Teheran baut seit vielen Jahren eifrig an seiner schiitischen Einflußzone von der Westgrenze Afghanistans bis zum Mittelmeer. Die westliche Ignoranz war dabei überaus hilfreich: Der widersinnige, zu wenig durchdachte Überfall der US-geführten Allianz unter George W. Bush auf den Irak im Jahr 2003 zerstörte das Zweistromland so nachhaltig, daß – abgesehen von der Kurdischen Autonomieregion im Norden – der Irak nun ein dysfunktionaler Staat ist, in dem pro-iranische und iran-feindliche Schiiten um die Macht ringen. Der vom „Arabischen Frühling“ inspirierte, von vielen Mächten angeheizte Krieg um Syrien trieb Bashar al-Assad in die totale Abhängigkeit von Moskau wie von Teheran. Und mit der Hisbollah-Miliz reicht der starke Arm der iranischen Mullahs längst bis ans Mittelmeer.
Als die von Katar und vom Iran abhängige Hamas am 7. Oktober 2023 gegen Israel losschlug, wurde dieser Überfall mit der Hisbollah akkordiert. Seither kommen der Norden Israels und der Süden des Libanon nicht mehr zur Ruhe: Die Hisbollah macht Nordisrael mit ihren Raketen unsicher, während Israels Armee und Geheimdienst im Libanon zurückschlagen, etwa mit der gezielten Ermordung des Hamas-Drahtziehers Saleh al-Arouri, des zentralen Verbindungsmanns der Hamas zur Hisbollah, durch einen Drohnenangriff in Beirut. Ob der Libanon zum Schlachtfeld wird, entscheidet nicht die Regierung in Beirut, sondern die Hisbollah, deren Hintermänner in Teheran sitzen. Natürlich will der Iran seine Allzweckwaffe Hisbollah, die stärkste nichtstaatliche militärische Kraft in Nahost, nicht für das Überleben der sunnitischen Hamas opfern, aber er hat die Macht, nach Belieben – und auf Kosten des Libanon – an der Eskalationsschraube zu drehen. So nahmen Hisbollah-Kämpfer US-Stützpunkte im Irak und in Syrien ins Visier, während die iranischen Revolutionswächter Ziele im syrischen Idlib wie im irakischen Erbil attackierten.
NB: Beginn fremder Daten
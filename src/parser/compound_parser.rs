//! Compound Statement Parser
//!
//! Handles blocks and control flow: if, while, for and case.
//!
//!   block     ::= '{' statement_list '}'
//!   condition ::= '(' expr ')' | command_call
//!   if        ::= 'if' condition block ('elif' condition block)* ('else' block)?
//!   while     ::= 'while' condition block
//!   for       ::= 'for' NAME (',' NAME)* 'in' iterable block
//!   iterable  ::= '(' expr '..<' expr ')' | '(' expr ')' | word+
//!   case      ::= 'case' '(' expr ')' '{' (pattern block)* '}'
//!   pattern   ::= '(' 'else' ')' | '(' expr ')' | eggex | word ('|' word)*

use tracing::debug;

use crate::ast::types::{
    BlockNode, CaseArmNode, CaseConditionNode, CaseNode, ConditionNode, ExpressionNode,
    ForIterableNode, ForNode, GlobNode, IfBranchNode, IfNode, RangeNode, Span, StatementNode,
    WhileNode, AST,
};
use crate::parser::errors::SyntaxError;
use crate::parser::lexer::{LexMode, TokenType};
use crate::parser::parser::Parser;
use crate::parser::types::is_word_piece_token;

const CMD: LexMode = LexMode::Command;
const EXPR: LexMode = LexMode::Expression;

impl<'a> Parser<'a> {
    /// `{ statements }`. A missing `}` is reported and the block kept.
    pub(crate) fn parse_block(&mut self) -> Result<BlockNode, SyntaxError> {
        let open = self.expect(CMD, TokenType::LBrace, "`{`")?;
        let statements = self.nested(|p| {
            Ok(p.unbracketed(|p| p.parse_statement_list(Some(TokenType::RBrace))))
        })?;
        let end = self.finish_block(open.span());
        let span = Span::new(open.start, end);
        if statements.is_empty() {
            self.report(SyntaxError::EmptyBlock { span });
        }
        Ok(AST::block(statements, span))
    }

    /// Consume the `}` closing a block opened at `open`; returns the end offset
    fn finish_block(&mut self, open: Span) -> usize {
        match self.expect_closing(CMD, TokenType::RBrace, open) {
            Ok(close) => close.end,
            Err(error) => {
                self.report(error);
                self.last_end()
            }
        }
    }

    /// `( expr )` with the parentheses consumed
    fn parse_parenthesized(&mut self) -> Result<ExpressionNode, SyntaxError> {
        let open = self.expect(CMD, TokenType::LParen, "`(`")?;
        self.bracketed(|p| {
            let expression = p.parse_expression()?;
            p.expect_closing(EXPR, TokenType::RParen, open.span())?;
            Ok(expression)
        })
    }

    /// `(expr)` or a command whose exit status is tested
    fn parse_condition(&mut self) -> Result<ConditionNode, SyntaxError> {
        if self.peek_type(CMD) == TokenType::LParen {
            let expression = self.parse_parenthesized()?;
            return Ok(ConditionNode::Expression(expression));
        }
        let command = self.parse_command_call(false)?;
        Ok(ConditionNode::Command(Box::new(command)))
    }

    pub(crate) fn parse_if(&mut self) -> Result<StatementNode, SyntaxError> {
        let keyword = self.advance(CMD);
        let mut branches = Vec::new();

        let condition = self.parse_condition()?;
        let body = self.parse_block()?;
        branches.push(IfBranchNode {
            span: Span::new(keyword.start, body.span.end),
            condition,
            body,
        });

        let mut else_body = None;
        loop {
            // `elif` and `else` may start on a following line
            let checkpoint = self.checkpoint();
            self.skip_newlines();
            if self.peek_word("elif") {
                let elif = self.advance(CMD);
                let condition = self.parse_condition()?;
                let body = self.parse_block()?;
                branches.push(IfBranchNode {
                    span: Span::new(elif.start, body.span.end),
                    condition,
                    body,
                });
            } else if self.peek_word("else") {
                self.advance(CMD);
                else_body = Some(self.parse_block()?);
                break;
            } else {
                self.restore(checkpoint);
                break;
            }
        }

        Ok(StatementNode::If(IfNode {
            branches,
            else_body,
            span: Span::new(keyword.start, self.last_end()),
        }))
    }

    pub(crate) fn parse_while(&mut self) -> Result<StatementNode, SyntaxError> {
        let keyword = self.advance(CMD);
        let condition = self.parse_condition()?;
        let body = self.parse_block()?;
        Ok(StatementNode::While(WhileNode {
            span: Span::new(keyword.start, body.span.end),
            condition,
            body,
        }))
    }

    pub(crate) fn parse_for(&mut self) -> Result<StatementNode, SyntaxError> {
        let keyword = self.advance(CMD);

        let mut names = vec![self.parse_binding_name()?];
        while self.peek_type(EXPR) == TokenType::Comma {
            self.advance(EXPR);
            names.push(self.parse_binding_name()?);
        }

        if !self.peek_word("in") {
            return Err(self.unexpected(CMD, "`in`"));
        }
        self.advance(CMD);

        let iterable = if self.peek_type(CMD) == TokenType::LParen {
            let open = self.advance(CMD);
            self.bracketed(|p| {
                let first = p.parse_expression()?;
                let iterable = if p.peek_type(EXPR) == TokenType::RangeExclusive {
                    p.advance(EXPR);
                    let end = p.parse_expression()?;
                    ForIterableNode::Range(RangeNode {
                        span: first.span().to(end.span()),
                        start: first,
                        end,
                    })
                } else {
                    ForIterableNode::Expression(first)
                };
                p.expect_closing(EXPR, TokenType::RParen, open.span())?;
                Ok(iterable)
            })?
        } else {
            let mut words = Vec::new();
            while is_word_piece_token(self.peek_type(CMD)) {
                words.push(self.parse_word()?);
            }
            if words.is_empty() {
                return Err(self.unexpected(CMD, "loop items"));
            }
            ForIterableNode::Words(words)
        };

        let body = self.parse_block()?;
        Ok(StatementNode::For(ForNode {
            names,
            iterable,
            span: Span::new(keyword.start, body.span.end),
            body,
        }))
    }

    pub(crate) fn parse_case(&mut self) -> Result<StatementNode, SyntaxError> {
        let keyword = self.advance(CMD);
        let subject = self.parse_parenthesized()?;
        let open = self.expect(CMD, TokenType::LBrace, "`{` after case subject")?;

        let arms = self.nested(|p| Ok(p.parse_case_arms()))?;
        let end = self.finish_block(open.span());

        Ok(StatementNode::Case(CaseNode {
            subject,
            arms,
            span: Span::new(keyword.start, end),
        }))
    }

    /// Arms up to the closing `}`. A malformed arm is reported and skipped.
    fn parse_case_arms(&mut self) -> Vec<CaseArmNode> {
        let mut arms = Vec::new();
        loop {
            self.skip_separators();
            if matches!(self.peek_type(CMD), TokenType::RBrace | TokenType::Eof) {
                break;
            }
            let start = self.last_end();
            match self.parse_case_arm() {
                Ok(arm) => arms.push(arm),
                Err(error) => {
                    self.report(error);
                    self.skip_case_arm();
                    debug!(target: "parse", start, end = self.last_end(), "skipped case arm");
                }
            }
        }
        arms
    }

    fn parse_case_arm(&mut self) -> Result<CaseArmNode, SyntaxError> {
        let token = self.peek(CMD);
        let condition = match token.token_type {
            TokenType::LParen => {
                let open = self.advance(CMD);
                let next = self.peek(EXPR);
                if next.token_type == TokenType::Identifier && next.value == "else" {
                    self.advance(EXPR);
                    let close = self.expect_closing(EXPR, TokenType::RParen, open.span())?;
                    CaseConditionNode::Else(Span::new(open.start, close.end))
                } else {
                    let expression = self.bracketed(|p| {
                        let expression = p.parse_expression()?;
                        p.expect_closing(EXPR, TokenType::RParen, open.span())?;
                        Ok(expression)
                    })?;
                    CaseConditionNode::Expression(expression)
                }
            }
            TokenType::Word if token.value == "/" => {
                self.advance(CMD);
                CaseConditionNode::Eggex(self.read_eggex(token.span()))
            }
            t if is_word_piece_token(t) => {
                let mut patterns = vec![self.parse_word()?];
                while self.peek_type(CMD) == TokenType::Pipe {
                    self.advance(CMD);
                    patterns.push(self.parse_word()?);
                }
                let span = match (patterns.first(), patterns.last()) {
                    (Some(first), Some(last)) => first.span.to(last.span),
                    _ => token.span(),
                };
                CaseConditionNode::Glob(GlobNode { patterns, span })
            }
            _ => return Err(self.unexpected(CMD, "case pattern")),
        };

        let body = self.parse_block()?;
        Ok(CaseArmNode {
            span: Span::new(token.start, body.span.end),
            condition,
            body,
        })
    }

    /// Skip through the end of the current arm's block, stopping before the
    /// `}` that closes the case itself
    fn skip_case_arm(&mut self) {
        let mut depth: usize = 0;
        loop {
            let token = self.peek(CMD);
            match token.token_type {
                TokenType::Eof => return,
                TokenType::RBrace if depth == 0 => return,
                TokenType::RBrace => {
                    self.advance(CMD);
                    depth -= 1;
                    if depth == 0 {
                        return;
                    }
                }
                TokenType::LBrace => {
                    self.advance(CMD);
                    depth += 1;
                }
                TokenType::StringStart(variant, triple) => {
                    self.advance(CMD);
                    self.parse_string_body(variant, triple, token.span());
                }
                _ => {
                    self.advance(CMD);
                }
            }
        }
    }
}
Irans Revolutionsführer und Oberbefehlshaber Ajatollah Ali Chamenei und der türkische Präsident Recep Tayyip Erdoğan haben viele Differenzen, aber die Wut auf Israel eint sie – und stärkt ihre Rolle auch in der arabischen Welt. Zwar ist die Türkei ein laizistischer Staat mit sunnitischer Gesellschaft, während der Iran ein islamischer Staat mit schiitischer Gesellschaft ist, doch im Haß auf Israel und in der Solidarität mit der Hamas, in der auch viel Instrumentalisierung steckt, sind sich Ankara und Teheran einig. Die Bevölkerungszahl wie die militärische Schlagkraft machen beide Staaten zu starken Regionalmächten, während der ökonomisch und politisch zerrüttete Libanon, das kriegsgebeutelte Syrien und der zerrissene Irak äußerst fragil sind. Darum könnten Ankara und Teheran jetzt versucht sein, die Machtverhältnisse in Nahost neu zu sortieren. Der Gaza-Krieg und die damit verbundenen Emotionen in der islamischen Welt werfen alle regionalen Bemühungen Israels zurück: Immerhin hatten – Jahrzehnte nach Jordanien und Ägypten – zuletzt Marokko, Bahrain und die Vereinigten Arabischen Emirate (VAE) ihre Beziehungen zu Israel normalisiert. Ja, sogar die wahhabitische Königsdiktatur Saudi-Arabien hatte sich unter amerikanischer Vermittlung auf diesen Weg begeben, doch nach dem 7. Oktober wurden diese Gespräche bis auf weiteres auf Eis gelegt.